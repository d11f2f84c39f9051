//! At-most-once interaction replies.

use crate::error::{HandlerError, HandlerResult};
use crate::platform::ResponseSink;
use std::sync::Arc;
use std::sync::atomic::{AtomicBool, Ordering};
use ticketd_proto::{ActionRow, InteractionResponse, OutgoingMessage};

/// Wraps a [`ResponseSink`] and refuses a second initial response.
///
/// `reply` and `update` are initial responses; whichever comes first wins and
/// any later one fails with [`HandlerError::AlreadyResponded`] without
/// reaching the sink.
pub struct Responder {
    sink: Arc<dyn ResponseSink>,
    responded: AtomicBool,
}

impl Responder {
    pub fn new(sink: Arc<dyn ResponseSink>) -> Self {
        Self {
            sink,
            responded: AtomicBool::new(false),
        }
    }

    pub fn has_responded(&self) -> bool {
        self.responded.load(Ordering::Acquire)
    }

    /// Answer with a message.
    pub async fn reply(&self, message: OutgoingMessage) -> HandlerResult {
        self.initial(InteractionResponse::Message(message)).await
    }

    /// Answer a component interaction by replacing the rows of its message.
    pub async fn update(&self, rows: Vec<ActionRow>) -> HandlerResult {
        self.initial(InteractionResponse::UpdateComponents(rows)).await
    }

    async fn initial(&self, response: InteractionResponse) -> HandlerResult {
        if self.responded.swap(true, Ordering::AcqRel) {
            return Err(HandlerError::AlreadyResponded);
        }
        self.sink.respond(response).await?;
        Ok(())
    }
}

----

**Exercise description**
Please output exactly the lines from the one containing "return Err(HandlerError::AlreadyResponded);" through the end of the records, both included.

**Written answer**
            return Err(HandlerError::AlreadyResponded);
        }
        self.sink.respond(response).await?;
        Ok(())
    }
}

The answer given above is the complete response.